### Data for this task ###

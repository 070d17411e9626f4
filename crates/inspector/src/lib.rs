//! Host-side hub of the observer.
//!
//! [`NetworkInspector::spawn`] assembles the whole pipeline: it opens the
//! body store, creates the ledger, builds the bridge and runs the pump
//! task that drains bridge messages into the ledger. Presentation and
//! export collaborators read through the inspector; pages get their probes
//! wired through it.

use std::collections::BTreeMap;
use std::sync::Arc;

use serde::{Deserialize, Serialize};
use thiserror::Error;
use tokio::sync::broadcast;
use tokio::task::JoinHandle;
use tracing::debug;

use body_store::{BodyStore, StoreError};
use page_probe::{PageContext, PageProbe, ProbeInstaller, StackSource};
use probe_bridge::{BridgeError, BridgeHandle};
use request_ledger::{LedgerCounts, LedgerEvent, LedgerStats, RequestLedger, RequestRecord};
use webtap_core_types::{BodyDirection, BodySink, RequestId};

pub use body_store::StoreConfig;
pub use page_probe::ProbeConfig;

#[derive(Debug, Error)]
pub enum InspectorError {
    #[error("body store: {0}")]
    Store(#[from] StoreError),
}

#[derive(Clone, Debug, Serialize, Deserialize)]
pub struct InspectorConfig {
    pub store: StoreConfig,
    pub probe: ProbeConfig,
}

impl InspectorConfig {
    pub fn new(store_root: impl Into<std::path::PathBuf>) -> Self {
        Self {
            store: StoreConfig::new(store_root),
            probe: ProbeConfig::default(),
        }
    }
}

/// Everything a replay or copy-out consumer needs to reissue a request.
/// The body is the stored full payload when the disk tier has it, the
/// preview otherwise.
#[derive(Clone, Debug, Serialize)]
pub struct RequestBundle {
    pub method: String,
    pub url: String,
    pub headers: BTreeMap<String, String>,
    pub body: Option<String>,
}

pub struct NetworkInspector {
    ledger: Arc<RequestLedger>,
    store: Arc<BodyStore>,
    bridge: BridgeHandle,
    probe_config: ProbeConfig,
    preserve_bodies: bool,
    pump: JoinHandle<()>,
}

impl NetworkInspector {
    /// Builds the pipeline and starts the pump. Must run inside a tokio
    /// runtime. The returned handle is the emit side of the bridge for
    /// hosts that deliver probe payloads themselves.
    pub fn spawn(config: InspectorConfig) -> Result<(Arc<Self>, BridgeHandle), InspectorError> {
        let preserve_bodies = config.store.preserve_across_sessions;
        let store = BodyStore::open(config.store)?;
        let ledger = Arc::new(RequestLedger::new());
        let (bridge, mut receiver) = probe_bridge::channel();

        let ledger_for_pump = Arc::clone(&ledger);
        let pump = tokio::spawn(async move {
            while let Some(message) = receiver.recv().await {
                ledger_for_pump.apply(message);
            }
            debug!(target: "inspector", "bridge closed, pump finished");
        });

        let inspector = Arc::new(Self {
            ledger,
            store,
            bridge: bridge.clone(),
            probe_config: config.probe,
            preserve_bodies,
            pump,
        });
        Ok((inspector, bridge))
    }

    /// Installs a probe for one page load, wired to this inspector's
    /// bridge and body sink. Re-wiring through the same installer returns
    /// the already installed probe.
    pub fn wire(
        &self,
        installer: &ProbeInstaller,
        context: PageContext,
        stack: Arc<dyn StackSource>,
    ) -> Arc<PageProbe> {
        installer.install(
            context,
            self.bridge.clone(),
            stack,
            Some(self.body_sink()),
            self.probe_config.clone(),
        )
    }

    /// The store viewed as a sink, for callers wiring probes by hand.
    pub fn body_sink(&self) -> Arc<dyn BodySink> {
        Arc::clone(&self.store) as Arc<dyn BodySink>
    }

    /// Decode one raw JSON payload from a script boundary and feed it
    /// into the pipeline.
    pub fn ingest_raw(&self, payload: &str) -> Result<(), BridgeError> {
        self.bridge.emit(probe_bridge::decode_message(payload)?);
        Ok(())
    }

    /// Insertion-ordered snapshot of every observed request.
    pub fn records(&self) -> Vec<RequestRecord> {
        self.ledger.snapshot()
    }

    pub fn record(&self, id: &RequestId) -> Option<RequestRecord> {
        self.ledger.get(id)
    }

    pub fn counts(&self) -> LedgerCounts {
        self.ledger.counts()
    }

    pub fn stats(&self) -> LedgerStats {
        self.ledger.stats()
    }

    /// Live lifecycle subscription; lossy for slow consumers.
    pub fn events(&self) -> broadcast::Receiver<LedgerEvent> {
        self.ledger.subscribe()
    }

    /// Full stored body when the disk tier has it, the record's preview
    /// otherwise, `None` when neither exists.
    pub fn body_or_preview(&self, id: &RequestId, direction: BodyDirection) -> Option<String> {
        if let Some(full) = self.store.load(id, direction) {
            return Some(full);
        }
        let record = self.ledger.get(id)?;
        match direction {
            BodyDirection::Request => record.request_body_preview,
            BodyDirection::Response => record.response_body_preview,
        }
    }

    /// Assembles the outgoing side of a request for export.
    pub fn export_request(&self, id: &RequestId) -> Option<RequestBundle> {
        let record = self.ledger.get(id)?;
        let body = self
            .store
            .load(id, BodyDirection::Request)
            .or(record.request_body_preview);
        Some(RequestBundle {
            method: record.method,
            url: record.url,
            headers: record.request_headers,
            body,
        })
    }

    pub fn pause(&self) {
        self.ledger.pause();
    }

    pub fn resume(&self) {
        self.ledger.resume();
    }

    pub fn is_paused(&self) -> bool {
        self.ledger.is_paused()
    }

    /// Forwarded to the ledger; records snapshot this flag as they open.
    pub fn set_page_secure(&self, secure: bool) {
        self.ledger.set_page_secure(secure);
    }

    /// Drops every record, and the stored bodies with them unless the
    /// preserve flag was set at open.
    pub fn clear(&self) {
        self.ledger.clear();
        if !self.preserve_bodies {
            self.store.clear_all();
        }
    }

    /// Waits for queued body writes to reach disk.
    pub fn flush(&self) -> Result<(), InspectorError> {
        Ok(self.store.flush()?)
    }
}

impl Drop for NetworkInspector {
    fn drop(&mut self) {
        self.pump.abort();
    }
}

###
### Data for this task ###

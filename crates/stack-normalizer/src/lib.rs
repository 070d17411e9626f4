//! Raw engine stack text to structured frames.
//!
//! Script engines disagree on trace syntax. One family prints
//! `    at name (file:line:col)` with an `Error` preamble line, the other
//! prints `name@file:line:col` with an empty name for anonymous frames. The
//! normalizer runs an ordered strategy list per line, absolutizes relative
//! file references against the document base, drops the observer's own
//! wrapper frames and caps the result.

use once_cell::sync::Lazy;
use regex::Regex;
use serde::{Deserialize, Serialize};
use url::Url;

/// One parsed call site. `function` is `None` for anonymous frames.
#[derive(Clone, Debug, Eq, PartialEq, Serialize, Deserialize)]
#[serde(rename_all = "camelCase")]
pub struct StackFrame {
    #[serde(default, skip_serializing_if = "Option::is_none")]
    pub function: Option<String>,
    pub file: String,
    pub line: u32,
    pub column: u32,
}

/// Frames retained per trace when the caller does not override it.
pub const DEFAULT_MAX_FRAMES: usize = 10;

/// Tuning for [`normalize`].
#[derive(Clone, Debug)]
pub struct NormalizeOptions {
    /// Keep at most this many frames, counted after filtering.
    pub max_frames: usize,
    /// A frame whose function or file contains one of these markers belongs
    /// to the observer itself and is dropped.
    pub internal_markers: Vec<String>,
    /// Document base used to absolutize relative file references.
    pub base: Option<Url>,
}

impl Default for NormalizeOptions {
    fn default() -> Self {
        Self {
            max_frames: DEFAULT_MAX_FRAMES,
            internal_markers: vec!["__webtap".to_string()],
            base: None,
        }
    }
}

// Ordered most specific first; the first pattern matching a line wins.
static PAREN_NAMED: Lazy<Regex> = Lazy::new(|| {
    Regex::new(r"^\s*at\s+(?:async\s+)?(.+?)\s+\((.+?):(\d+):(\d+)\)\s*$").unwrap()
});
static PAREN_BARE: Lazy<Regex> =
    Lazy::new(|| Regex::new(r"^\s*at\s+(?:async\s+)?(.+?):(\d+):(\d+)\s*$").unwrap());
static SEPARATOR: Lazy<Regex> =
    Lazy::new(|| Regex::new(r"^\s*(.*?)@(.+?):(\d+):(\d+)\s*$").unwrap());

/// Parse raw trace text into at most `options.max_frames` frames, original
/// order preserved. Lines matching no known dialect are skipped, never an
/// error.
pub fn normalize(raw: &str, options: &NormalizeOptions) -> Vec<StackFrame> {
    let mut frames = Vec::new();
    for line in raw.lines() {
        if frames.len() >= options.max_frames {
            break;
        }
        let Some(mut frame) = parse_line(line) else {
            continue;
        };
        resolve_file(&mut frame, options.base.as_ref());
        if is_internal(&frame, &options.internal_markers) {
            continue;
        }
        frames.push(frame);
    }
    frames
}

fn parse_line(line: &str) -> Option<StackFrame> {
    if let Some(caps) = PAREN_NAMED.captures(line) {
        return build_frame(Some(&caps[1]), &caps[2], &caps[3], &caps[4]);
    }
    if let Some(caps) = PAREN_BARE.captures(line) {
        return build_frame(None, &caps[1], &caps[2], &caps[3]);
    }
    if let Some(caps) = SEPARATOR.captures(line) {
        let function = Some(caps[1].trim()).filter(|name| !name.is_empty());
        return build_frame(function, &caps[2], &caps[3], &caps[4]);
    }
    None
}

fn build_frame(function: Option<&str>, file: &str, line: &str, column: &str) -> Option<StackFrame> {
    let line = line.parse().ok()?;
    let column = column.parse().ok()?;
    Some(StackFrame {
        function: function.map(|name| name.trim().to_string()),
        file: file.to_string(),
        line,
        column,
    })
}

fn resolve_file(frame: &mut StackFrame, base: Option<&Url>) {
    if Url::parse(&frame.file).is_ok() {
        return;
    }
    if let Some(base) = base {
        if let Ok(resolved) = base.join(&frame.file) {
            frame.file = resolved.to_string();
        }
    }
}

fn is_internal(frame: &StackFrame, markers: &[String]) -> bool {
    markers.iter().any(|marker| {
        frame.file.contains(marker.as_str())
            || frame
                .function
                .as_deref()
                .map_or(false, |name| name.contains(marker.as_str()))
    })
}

###
### Data for this task ###

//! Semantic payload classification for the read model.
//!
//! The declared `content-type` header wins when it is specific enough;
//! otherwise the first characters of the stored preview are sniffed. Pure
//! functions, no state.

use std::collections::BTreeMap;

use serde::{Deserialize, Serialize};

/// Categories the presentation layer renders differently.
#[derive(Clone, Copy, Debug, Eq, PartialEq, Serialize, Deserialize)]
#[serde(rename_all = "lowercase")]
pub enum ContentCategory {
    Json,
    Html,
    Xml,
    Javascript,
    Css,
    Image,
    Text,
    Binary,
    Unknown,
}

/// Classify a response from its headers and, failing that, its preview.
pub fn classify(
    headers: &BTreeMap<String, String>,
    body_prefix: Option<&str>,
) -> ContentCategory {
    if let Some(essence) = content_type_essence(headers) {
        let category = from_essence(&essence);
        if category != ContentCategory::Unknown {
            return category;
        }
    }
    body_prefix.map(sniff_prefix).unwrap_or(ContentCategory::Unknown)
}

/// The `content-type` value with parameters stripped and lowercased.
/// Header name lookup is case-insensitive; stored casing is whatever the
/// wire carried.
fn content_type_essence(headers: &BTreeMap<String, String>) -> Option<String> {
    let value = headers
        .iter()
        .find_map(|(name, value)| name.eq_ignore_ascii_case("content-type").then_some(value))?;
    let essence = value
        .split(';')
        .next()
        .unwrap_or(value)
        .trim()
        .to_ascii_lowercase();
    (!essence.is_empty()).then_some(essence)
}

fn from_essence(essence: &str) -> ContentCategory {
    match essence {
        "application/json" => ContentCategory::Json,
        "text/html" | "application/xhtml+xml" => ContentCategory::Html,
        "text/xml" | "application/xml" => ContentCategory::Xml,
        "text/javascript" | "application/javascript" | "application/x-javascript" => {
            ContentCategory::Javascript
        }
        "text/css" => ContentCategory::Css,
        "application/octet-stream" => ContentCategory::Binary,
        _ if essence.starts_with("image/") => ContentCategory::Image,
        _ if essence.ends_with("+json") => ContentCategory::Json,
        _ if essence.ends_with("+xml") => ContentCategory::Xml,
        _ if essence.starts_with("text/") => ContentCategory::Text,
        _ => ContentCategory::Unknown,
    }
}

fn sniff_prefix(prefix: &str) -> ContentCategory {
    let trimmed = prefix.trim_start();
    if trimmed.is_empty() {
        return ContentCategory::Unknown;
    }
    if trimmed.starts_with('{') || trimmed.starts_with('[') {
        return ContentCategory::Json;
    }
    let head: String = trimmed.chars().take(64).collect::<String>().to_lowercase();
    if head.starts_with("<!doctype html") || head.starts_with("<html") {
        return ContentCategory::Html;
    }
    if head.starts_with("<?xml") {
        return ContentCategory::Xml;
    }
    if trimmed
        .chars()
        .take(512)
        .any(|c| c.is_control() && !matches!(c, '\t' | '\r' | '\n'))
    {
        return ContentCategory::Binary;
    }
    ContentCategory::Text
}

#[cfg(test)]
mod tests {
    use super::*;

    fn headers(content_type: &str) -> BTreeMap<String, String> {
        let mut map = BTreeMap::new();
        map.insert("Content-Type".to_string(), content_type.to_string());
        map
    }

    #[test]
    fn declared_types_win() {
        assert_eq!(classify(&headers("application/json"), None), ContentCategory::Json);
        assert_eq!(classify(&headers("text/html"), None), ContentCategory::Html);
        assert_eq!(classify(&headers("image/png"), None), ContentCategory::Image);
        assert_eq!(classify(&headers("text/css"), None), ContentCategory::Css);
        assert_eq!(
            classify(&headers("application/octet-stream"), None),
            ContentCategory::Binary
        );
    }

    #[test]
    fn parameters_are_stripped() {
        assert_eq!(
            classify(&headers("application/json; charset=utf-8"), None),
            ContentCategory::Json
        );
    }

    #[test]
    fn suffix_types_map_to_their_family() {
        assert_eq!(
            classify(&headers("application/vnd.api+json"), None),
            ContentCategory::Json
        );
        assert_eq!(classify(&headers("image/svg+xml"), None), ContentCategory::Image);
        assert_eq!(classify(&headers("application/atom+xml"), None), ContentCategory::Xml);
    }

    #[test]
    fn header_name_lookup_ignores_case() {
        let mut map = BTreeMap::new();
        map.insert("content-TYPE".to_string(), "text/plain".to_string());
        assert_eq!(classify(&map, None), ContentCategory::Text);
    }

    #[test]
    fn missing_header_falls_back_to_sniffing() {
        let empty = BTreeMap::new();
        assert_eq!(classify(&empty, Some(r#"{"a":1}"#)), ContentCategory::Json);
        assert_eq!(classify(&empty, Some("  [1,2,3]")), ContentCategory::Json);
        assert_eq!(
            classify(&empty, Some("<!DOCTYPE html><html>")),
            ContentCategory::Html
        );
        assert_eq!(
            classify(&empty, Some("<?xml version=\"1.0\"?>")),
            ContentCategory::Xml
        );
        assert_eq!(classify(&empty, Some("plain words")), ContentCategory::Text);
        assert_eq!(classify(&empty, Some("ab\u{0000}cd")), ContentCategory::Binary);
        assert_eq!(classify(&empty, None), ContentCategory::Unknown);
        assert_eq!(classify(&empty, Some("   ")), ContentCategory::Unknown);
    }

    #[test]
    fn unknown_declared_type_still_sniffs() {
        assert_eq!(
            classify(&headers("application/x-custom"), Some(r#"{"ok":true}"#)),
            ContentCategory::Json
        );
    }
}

###

Where a line of the records contains the word "resolved", copy that line.

        if let Ok(resolved) = base.join(&frame.file) {
            frame.file = resolved.to_string();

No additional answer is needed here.